Palliative Care in Myocardial Infarction: Patient Characteristics and Trends of Service Utilization in a National Inpatient Sample
American Journal of Hospice and Palliative Medicine
Introduction: Myocardial infarction (MI) remains a leading cause of mortality. Palliative care (PC) has recently expanded in scope to include noncancer-related conditions. There is little data available regarding the use of PC in critical MI patients. Methods: We used discharge data from the National Inpatient Sample for the years 2012 to 2014. We examined discharges with a primary diagnosis of MI. We measured the rate of PC referral, trend in utilization during the study period and possible predictors of PC utilization.

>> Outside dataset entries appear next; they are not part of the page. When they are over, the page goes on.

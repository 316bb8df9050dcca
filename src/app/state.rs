// Copyright 2021 Datafuse Labs
//
// Licensed under the Apache License, Version 2.0 (the "License");
// you may not use this file except in compliance with the License.
// You may obtain a copy of the License at
//
//     http://www.apache.org/licenses/LICENSE-2.0
//
// Unless required by applicable law or agreed to in writing, software
// distributed under the License is distributed on an "AS IS" BASIS,
// WITHOUT WARRANTIES OR CONDITIONS OF ANY KIND, either express or implied.
// See the License for the specific language governing permissions and
// limitations under the License.

use log::{info, warn};

use crate::{error::AppError, execute::validate_filters, report::FilterCondition};

#[derive(Clone)]
pub struct AppState {
    allow_raw_filters: bool,
}

impl AppState {
    pub fn new(config: AppConfig) -> Self {
        let AppConfig { allow_raw_filters } = config;
        if allow_raw_filters {
            warn!("report filter validation disabled; filter values reach SQL unchecked");
        } else {
            info!("report filter validation enabled");
        }
        Self { allow_raw_filters }
    }

    pub fn check_filters(&self, filters: &[FilterCondition]) -> Result<(), AppError> {
        if self.allow_raw_filters {
            return Ok(());
        }
        validate_filters(filters)
    }
}

pub struct AppConfig {
    pub allow_raw_filters: bool,
}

Results: Among 1 667 520 discharges of those patients ≥18 years of age and with a primary diagnosis of MI, use of PC was seen in 2.5% of all patients and in 24% of patients who died. In a multivariable logistic regression, we found the presence of cancer, cardiogenic shock, dementia, stroke, hemiplegia, the use of circulatory support, and mechanical ventilation were associated with higher likelihood of PC referral. Palliative care referral increased during the study period, odds ratio of 1.18 per year (95% confidence interval: 1.14-1.21; P value <.001). Palliative care was not associated with prolonged length of stay. Conclusion: Several comorbidities were associated with the use of PC, most notably the use of mechanical ventilation and the presence of metastatic cancer. There was a trend of increasing use of PC during the study period.
Abdullah, Abdullah Sayied; Salama, Amr; Ibrahim, Hisham; Eigbire, George; Hoefen, Ryan; and Alweis, Richard, "Palliative Care in Myocardial Infarction: Patient Characteristics and Trends of Service Utilization in a National Inpatient Sample" (2019). Rochester Regional Health authored publications and proceedings. 253.